> **PROBLEM STATEMENT**:
Copy out lines with the word "RecordStore" from the material that follows.

> **LISTED ENTRIES**:
↓

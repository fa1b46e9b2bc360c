//! HTML fragment writer.
//!
//! Uses `quick-xml`'s writer API, which escapes text and attribute values,
//! so stored record values can be emitted as-is.

use quick_xml::{
  Writer,
  events::{BytesEnd, BytesStart, BytesText, Event},
};

pub struct Markup {
  writer: Writer<Vec<u8>>,
}

impl Default for Markup {
  fn default() -> Self { Self::new() }
}

impl Markup {
  pub fn new() -> Self {
    Self {
      writer: Writer::new(Vec::new()),
    }
  }

  pub fn open(&mut self, tag: &str, attrs: &[(&str, &str)]) -> &mut Self {
    let mut el = BytesStart::new(tag);
    for (k, v) in attrs {
      el.push_attribute((*k, *v));
    }
    self.write(Event::Start(el))
  }

  pub fn close(&mut self, tag: &str) -> &mut Self {
    self.write(Event::End(BytesEnd::new(tag)))
  }

  pub fn text(&mut self, text: &str) -> &mut Self {
    self.write(Event::Text(BytesText::new(text)))
  }

  /// `<tag attrs>text</tag>`
  pub fn element(
    &mut self,
    tag: &str,
    attrs: &[(&str, &str)],
    text: &str,
  ) -> &mut Self {
    self.open(tag, attrs).text(text).close(tag)
  }

  /// A void element such as `<input>`.
  pub fn void(&mut self, tag: &str, attrs: &[(&str, &str)]) -> &mut Self {
    let mut el = BytesStart::new(tag);
    for (k, v) in attrs {
      el.push_attribute((*k, *v));
    }
    self.write(Event::Empty(el))
  }

  pub fn finish(self) -> String {
    String::from_utf8_lossy(&self.writer.into_inner()).into_owned()
  }

  fn write(&mut self, event: Event<'_>) -> &mut Self {
    // Writing into a Vec<u8> cannot fail.
    let _ = self.writer.write_event(event);
    self
  }
}

#[cfg(test)]
mod tests {
  use super::*;

  #[test]
  fn escapes_text_and_attributes() {
    let mut m = Markup::new();
    m.element("p", &[("title", "a\"b")], "<script>&");
    let html = m.finish();
    assert!(html.starts_with("<p title=\"a&quot;b\">"), "{html}");
    assert!(html.contains("&lt;script&gt;&amp;"), "{html}");
    assert!(html.ends_with("</p>"), "{html}");
  }

  #[test]
  fn nests_elements_in_order() {
    let mut m = Markup::new();
    m.open("div", &[("id", "x")])
      .void("input", &[("name", "code")])
      .close("div");
    assert_eq!(m.finish(), "<div id=\"x\"><input name=\"code\"/></div>");
  }
}
//! Request extraction for entity and create handlers.
//!
//! Create requests arrive form-encoded (from htmx) or as a flat JSON object.
//! Either way the handler sees a [`FieldMap`] of untrusted strings; the
//! registry decides what to keep.

use axum::{
  Form, Json,
  extract::{FromRequest, FromRequestParts, Path, Request},
  http::{header, request::Parts},
};
use qms_core::{
  record::FieldMap,
  registry::{self, EntityDefinition},
};
use serde_json::Value;

use crate::error::Error;

/// The registry row named by the `{key}` path segment.
///
/// Resolved from the request head, so an unknown key is rejected as not
/// found before any body extractor runs.
#[derive(Debug)]
pub struct EntityPath(pub &'static EntityDefinition);

impl<S> FromRequestParts<S> for EntityPath
where
  S: Send + Sync,
{
  type Rejection = Error;

  async fn from_request_parts(
    parts: &mut Parts,
    state: &S,
  ) -> Result<Self, Self::Rejection> {
    let Path(key) = Path::<String>::from_request_parts(parts, state)
      .await
      .map_err(|e| Error::BadRequest(e.body_text()))?;
    registry::resolve(&key)
      .map(Self)
      .map_err(|e| Error::core("Error loading entity", e))
  }
}

/// Submitted fields, keyed by name.
#[derive(Debug, Default)]
pub struct Fields(pub FieldMap);

impl<S> FromRequest<S> for Fields
where
  S: Send + Sync,
{
  type Rejection = Error;

  async fn from_request(req: Request, state: &S) -> Result<Self, Self::Rejection> {
    let is_json = req
      .headers()
      .get(header::CONTENT_TYPE)
      .and_then(|v| v.to_str().ok())
      .is_some_and(|ct| ct.starts_with("application/json"));

    if is_json {
      let Json(object) =
        Json::<serde_json::Map<String, Value>>::from_request(req, state)
          .await
          .map_err(|e| Error::BadRequest(e.body_text()))?;
      Ok(Self(object.into_iter().filter_map(scalar_field).collect()))
    } else {
      let Form(fields) = Form::<FieldMap>::from_request(req, state)
        .await
        .map_err(|e| Error::BadRequest(e.body_text()))?;
      Ok(Self(fields))
    }
  }
}

/// Flatten a JSON member to a string. Nested values and nulls are dropped.
fn scalar_field((name, value): (String, Value)) -> Option<(String, String)> {
  let value = match value {
    Value::String(s) => s,
    Value::Number(n) => n.to_string(),
    Value::Bool(b) => b.to_string(),
    Value::Null | Value::Array(_) | Value::Object(_) => return None,
  };
  Some((name, value))
}

#[cfg(test)]
mod tests {
  use super::*;

  #[test]
  fn scalar_members_become_strings() {
    assert_eq!(
      scalar_field(("code".into(), Value::from(42))),
      Some(("code".into(), "42".into()))
    );
    assert_eq!(
      scalar_field(("name".into(), Value::from("Ada"))),
      Some(("name".into(), "Ada".into()))
    );
    assert_eq!(scalar_field(("tags".into(), serde_json::json!(["a"]))), None);
    assert_eq!(scalar_field(("email".into(), Value::Null)), None);
  }
}
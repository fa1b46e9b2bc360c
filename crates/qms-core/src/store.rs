//! The `RecordStore` trait, the storage collaborator behind every request.
//!
//! The trait is implemented by storage backends (e.g. `qms-store-sqlite`).
//! The web layer depends on this abstraction, not on any concrete backend.

use std::future::Future;

use uuid::Uuid;

use crate::{
  record::{NewRecord, Record, SoftDelete},
  registry::EntityDefinition,
  work_order::{NewWorkOrder, WorkOrder, WorkOrderInsert},
};

/// Abstraction over a QMS storage backend.
///
/// Every read applies the active-record filter; there is no way to list
/// inactive rows. Deletes are soft: they clear the active flag and never
/// remove a row.
///
/// All methods return `Send` futures so the trait can be used in
/// multi-threaded async runtimes (e.g. tokio with `axum`).
pub trait RecordStore: Send + Sync {
  type Error: std::error::Error + Send + Sync + 'static;

  // ── Registry collections ──────────────────────────────────────────────

  /// Active rows of `definition`'s collection, ordered by its display field
  /// ascending, ties in insertion order.
  fn list_active(
    &self,
    definition: &'static EntityDefinition,
  ) -> impl Future<Output = Result<Vec<Record>, Self::Error>> + Send + '_;

  /// Insert one row. The identifier and `created_at` are assigned by the
  /// store; the row is written completely or not at all.
  fn insert(
    &self,
    input: NewRecord,
  ) -> impl Future<Output = Result<Record, Self::Error>> + Send + '_;

  // ── Work orders ───────────────────────────────────────────────────────

  /// Active work orders with every reference resolved, newest first.
  fn list_active_work_orders(
    &self,
  ) -> impl Future<Output = Result<Vec<WorkOrder>, Self::Error>> + Send + '_;

  /// Insert one work order.
  ///
  /// Every reference must name an existing row of its target (active or
  /// not). Otherwise nothing is written and the offending join is reported.
  fn insert_work_order(
    &self,
    input: NewWorkOrder,
  ) -> impl Future<Output = Result<WorkOrderInsert, Self::Error>> + Send + '_;

  /// Clear the active flag of one work order.
  ///
  /// Deleting an inactive or unknown identifier is not an error; the
  /// returned [`SoftDelete`] says which case applied.
  fn soft_delete_work_order(
    &self,
    id: Uuid,
  ) -> impl Future<Output = Result<SoftDelete, Self::Error>> + Send + '_;
}
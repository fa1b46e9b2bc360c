//! SQL schema for the QMS SQLite store.
//!
//! Executed once at connection startup. Future migrations will be gated on
//! `PRAGMA user_version`.

/// Full schema DDL; idempotent thanks to `CREATE TABLE IF NOT EXISTS`.
///
/// Every table carries `is_active` and `created_at`. Rows are never deleted;
/// a soft delete flips `is_active` to 0.
pub const SCHEMA: &str = "
PRAGMA journal_mode = WAL;
PRAGMA foreign_keys = ON;

CREATE TABLE IF NOT EXISTS employees (
    id          TEXT PRIMARY KEY,
    name        TEXT NOT NULL,
    email       TEXT,
    is_active   INTEGER NOT NULL DEFAULT 1,
    created_at  TEXT NOT NULL
);

CREATE TABLE IF NOT EXISTS workcenters (
    id          TEXT PRIMARY KEY,
    name        TEXT NOT NULL,
    code        TEXT,
    is_active   INTEGER NOT NULL DEFAULT 1,
    created_at  TEXT NOT NULL
);

CREATE TABLE IF NOT EXISTS part_numbers (
    id          TEXT PRIMARY KEY,
    part_number TEXT NOT NULL,
    description TEXT,
    is_active   INTEGER NOT NULL DEFAULT 1,
    created_at  TEXT NOT NULL
);

CREATE TABLE IF NOT EXISTS customers (
    id          TEXT PRIMARY KEY,
    name        TEXT NOT NULL,
    code        TEXT,
    is_active   INTEGER NOT NULL DEFAULT 1,
    created_at  TEXT NOT NULL
);

CREATE TABLE IF NOT EXISTS inspection_items (
    id          TEXT PRIMARY KEY,
    name        TEXT NOT NULL,
    description TEXT,
    is_active   INTEGER NOT NULL DEFAULT 1,
    created_at  TEXT NOT NULL
);

-- Work orders; employees are referenced under three roles.
CREATE TABLE IF NOT EXISTS dmt_records (
    id                         TEXT PRIMARY KEY,
    date                       TEXT,            -- YYYY-MM-DD or NULL
    dmt_closed                 INTEGER NOT NULL DEFAULT 0,
    workcenter_id              TEXT REFERENCES workcenters(id),
    part_number_id             TEXT REFERENCES part_numbers(id),
    employee_id                TEXT REFERENCES employees(id),
    customer_id                TEXT REFERENCES customers(id),
    inspection_item_id         TEXT REFERENCES inspection_items(id),
    prepared_by_id             TEXT REFERENCES employees(id),
    disposition_approved_by_id TEXT REFERENCES employees(id),
    is_active                  INTEGER NOT NULL DEFAULT 1,
    created_at                 TEXT NOT NULL
);

CREATE INDEX IF NOT EXISTS dmt_records_created_idx ON dmt_records(created_at);

PRAGMA user_version = 1;
";
//! Request handlers, one module per page area.
//!
//! Each handler is a fresh, independent transition: resolve, call the store,
//! render one fragment. Nothing is cached between requests.

pub mod entity;
pub mod nav;
pub mod work_order;
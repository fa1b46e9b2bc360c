//! Error type for `qms-store-sqlite`.

use thiserror::Error;

#[derive(Debug, Error)]
pub enum Error {
  #[error("database error: {0}")]
  Database(#[from] tokio_rusqlite::Error),

  #[error("uuid parse error: {0}")]
  Uuid(#[from] uuid::Error),

  #[error("date/time parse error: {0}")]
  DateParse(String),
}

pub type Result<T, E = Error> = std::result::Result<T, E>;
//! Handlers for `/entity/{key}` endpoints.
//!
//! | Method | Path | Notes |
//! |--------|------|-------|
//! | `GET`  | `/entity/{key}` | Management card: form + list region |
//! | `POST` | `/entity/{key}/create` | Form or JSON body; returns the refreshed list region |

use axum::{extract::State, response::Html};
use qms_core::store::RecordStore;

use crate::{
  AppState,
  error::Error,
  extract::{EntityPath, Fields},
  fragment,
};

/// `GET /entity/{key}`
pub async fn page<S>(
  State(state): State<AppState<S>>,
  EntityPath(definition): EntityPath,
) -> Result<Html<String>, Error>
where
  S: RecordStore,
{
  let records = state
    .store
    .list_active(definition)
    .await
    .map_err(Error::store(format!("Error loading {}", definition.meta.plural)))?;

  Ok(Html(fragment::render_entity_page(definition, &records)))
}

/// `POST /entity/{key}/create`
///
/// Inserts the whitelisted subset of the submitted fields, then re-reads the
/// whole collection so the returned list matches storage exactly.
pub async fn create<S>(
  State(state): State<AppState<S>>,
  EntityPath(definition): EntityPath,
  Fields(raw): Fields,
) -> Result<Html<String>, Error>
where
  S: RecordStore,
{
  let input = definition
    .build_insert(&raw)
    .map_err(|e| Error::core("Error creating item", e))?;

  let record = state
    .store
    .insert(input)
    .await
    .map_err(Error::store("Error creating item"))?;
  tracing::info!(entity = %definition.key, id = %record.id, "created record");

  let records = state
    .store
    .list_active(definition)
    .await
    .map_err(Error::store("Error creating item"))?;

  Ok(Html(fragment::render_list(definition, &records)))
}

↑

> **COMPLETED TASK**:
//! The `RecordStore` trait, the storage collaborator behind every request.
pub trait RecordStore: Send + Sync {
use qms_core::store::RecordStore;
  S: RecordStore,
  S: RecordStore,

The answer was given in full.